• _Aim of the task_:
Search the entries below for "Some". Report each line where it occurs.

Stored data:
-------------------------
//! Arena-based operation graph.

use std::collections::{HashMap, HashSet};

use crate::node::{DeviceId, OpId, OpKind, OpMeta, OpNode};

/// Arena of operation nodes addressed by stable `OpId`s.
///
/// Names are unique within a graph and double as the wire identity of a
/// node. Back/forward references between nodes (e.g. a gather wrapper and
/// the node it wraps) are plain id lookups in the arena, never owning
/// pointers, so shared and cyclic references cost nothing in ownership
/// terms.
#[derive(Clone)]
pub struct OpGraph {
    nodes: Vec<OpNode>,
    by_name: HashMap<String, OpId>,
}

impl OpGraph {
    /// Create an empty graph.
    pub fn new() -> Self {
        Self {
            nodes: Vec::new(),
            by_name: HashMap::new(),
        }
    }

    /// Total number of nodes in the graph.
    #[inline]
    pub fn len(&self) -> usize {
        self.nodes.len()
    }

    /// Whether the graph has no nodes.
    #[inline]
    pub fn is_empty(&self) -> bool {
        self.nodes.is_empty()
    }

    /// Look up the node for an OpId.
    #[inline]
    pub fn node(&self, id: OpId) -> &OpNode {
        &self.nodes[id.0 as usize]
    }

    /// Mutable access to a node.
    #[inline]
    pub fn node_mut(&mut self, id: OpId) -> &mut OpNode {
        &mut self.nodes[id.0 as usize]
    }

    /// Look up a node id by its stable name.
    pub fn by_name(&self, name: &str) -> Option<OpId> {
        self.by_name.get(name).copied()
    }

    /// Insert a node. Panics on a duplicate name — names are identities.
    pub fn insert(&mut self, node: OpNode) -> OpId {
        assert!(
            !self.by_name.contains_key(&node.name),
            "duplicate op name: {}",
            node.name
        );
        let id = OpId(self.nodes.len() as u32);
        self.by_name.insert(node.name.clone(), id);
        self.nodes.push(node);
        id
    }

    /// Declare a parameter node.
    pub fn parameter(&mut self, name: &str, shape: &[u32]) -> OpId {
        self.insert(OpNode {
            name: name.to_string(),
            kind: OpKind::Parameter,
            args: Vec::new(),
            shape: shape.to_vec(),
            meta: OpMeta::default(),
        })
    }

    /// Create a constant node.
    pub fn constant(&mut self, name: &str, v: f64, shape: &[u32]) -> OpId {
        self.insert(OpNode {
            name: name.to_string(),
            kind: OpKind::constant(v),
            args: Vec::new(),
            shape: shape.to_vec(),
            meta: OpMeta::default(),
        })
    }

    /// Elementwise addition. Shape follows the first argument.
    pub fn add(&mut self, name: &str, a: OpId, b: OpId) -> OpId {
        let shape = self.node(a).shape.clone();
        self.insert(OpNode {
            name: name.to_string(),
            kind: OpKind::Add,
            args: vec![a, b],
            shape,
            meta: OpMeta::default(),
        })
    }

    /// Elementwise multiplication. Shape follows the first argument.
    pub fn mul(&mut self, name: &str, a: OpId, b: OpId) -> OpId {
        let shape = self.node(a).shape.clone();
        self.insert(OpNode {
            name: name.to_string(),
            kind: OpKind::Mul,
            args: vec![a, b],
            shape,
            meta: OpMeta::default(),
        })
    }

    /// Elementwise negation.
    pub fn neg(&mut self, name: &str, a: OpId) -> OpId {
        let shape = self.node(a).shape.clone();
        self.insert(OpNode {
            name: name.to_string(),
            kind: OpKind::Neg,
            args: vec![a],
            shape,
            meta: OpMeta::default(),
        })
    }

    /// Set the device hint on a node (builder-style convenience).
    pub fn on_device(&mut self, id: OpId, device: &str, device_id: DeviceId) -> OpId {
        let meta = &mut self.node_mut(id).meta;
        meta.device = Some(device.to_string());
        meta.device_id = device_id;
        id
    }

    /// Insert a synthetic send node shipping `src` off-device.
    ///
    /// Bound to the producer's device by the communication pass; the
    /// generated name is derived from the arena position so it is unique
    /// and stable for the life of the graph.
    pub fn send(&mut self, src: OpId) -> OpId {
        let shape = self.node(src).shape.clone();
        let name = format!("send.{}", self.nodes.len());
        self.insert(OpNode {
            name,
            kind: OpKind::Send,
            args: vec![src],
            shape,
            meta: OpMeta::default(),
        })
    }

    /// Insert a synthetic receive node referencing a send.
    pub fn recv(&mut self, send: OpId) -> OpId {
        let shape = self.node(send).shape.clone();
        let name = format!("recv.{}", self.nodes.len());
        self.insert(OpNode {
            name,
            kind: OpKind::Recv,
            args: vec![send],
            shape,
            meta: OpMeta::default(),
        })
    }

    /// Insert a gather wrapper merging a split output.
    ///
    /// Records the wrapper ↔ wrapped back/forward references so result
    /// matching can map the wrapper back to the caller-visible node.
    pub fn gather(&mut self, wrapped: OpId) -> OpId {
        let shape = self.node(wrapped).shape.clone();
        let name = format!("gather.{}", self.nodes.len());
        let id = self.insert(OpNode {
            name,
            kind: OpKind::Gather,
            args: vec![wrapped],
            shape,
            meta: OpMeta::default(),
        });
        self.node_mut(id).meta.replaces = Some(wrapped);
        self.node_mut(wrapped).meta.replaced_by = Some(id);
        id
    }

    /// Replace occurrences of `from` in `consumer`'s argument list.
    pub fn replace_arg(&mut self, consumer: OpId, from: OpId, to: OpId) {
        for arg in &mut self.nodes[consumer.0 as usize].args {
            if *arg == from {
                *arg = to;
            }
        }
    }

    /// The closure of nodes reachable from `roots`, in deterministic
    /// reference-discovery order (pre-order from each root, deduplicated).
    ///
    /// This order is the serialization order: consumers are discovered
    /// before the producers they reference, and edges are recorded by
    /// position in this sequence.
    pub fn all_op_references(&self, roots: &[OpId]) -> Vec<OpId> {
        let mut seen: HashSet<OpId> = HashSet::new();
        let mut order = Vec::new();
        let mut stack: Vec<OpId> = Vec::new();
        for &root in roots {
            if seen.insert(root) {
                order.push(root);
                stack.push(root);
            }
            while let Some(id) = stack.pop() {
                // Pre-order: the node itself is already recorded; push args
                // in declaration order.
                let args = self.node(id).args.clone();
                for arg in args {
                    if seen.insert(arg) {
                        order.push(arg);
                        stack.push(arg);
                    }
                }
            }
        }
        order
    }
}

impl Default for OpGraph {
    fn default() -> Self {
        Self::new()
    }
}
-------------------------
• _Response to the task_:
        meta.device = Some(device.to_string());
        self.node_mut(id).meta.replaces = Some(wrapped);
        self.node_mut(wrapped).meta.replaced_by = Some(id);
            while let Some(id) = stack.pop() {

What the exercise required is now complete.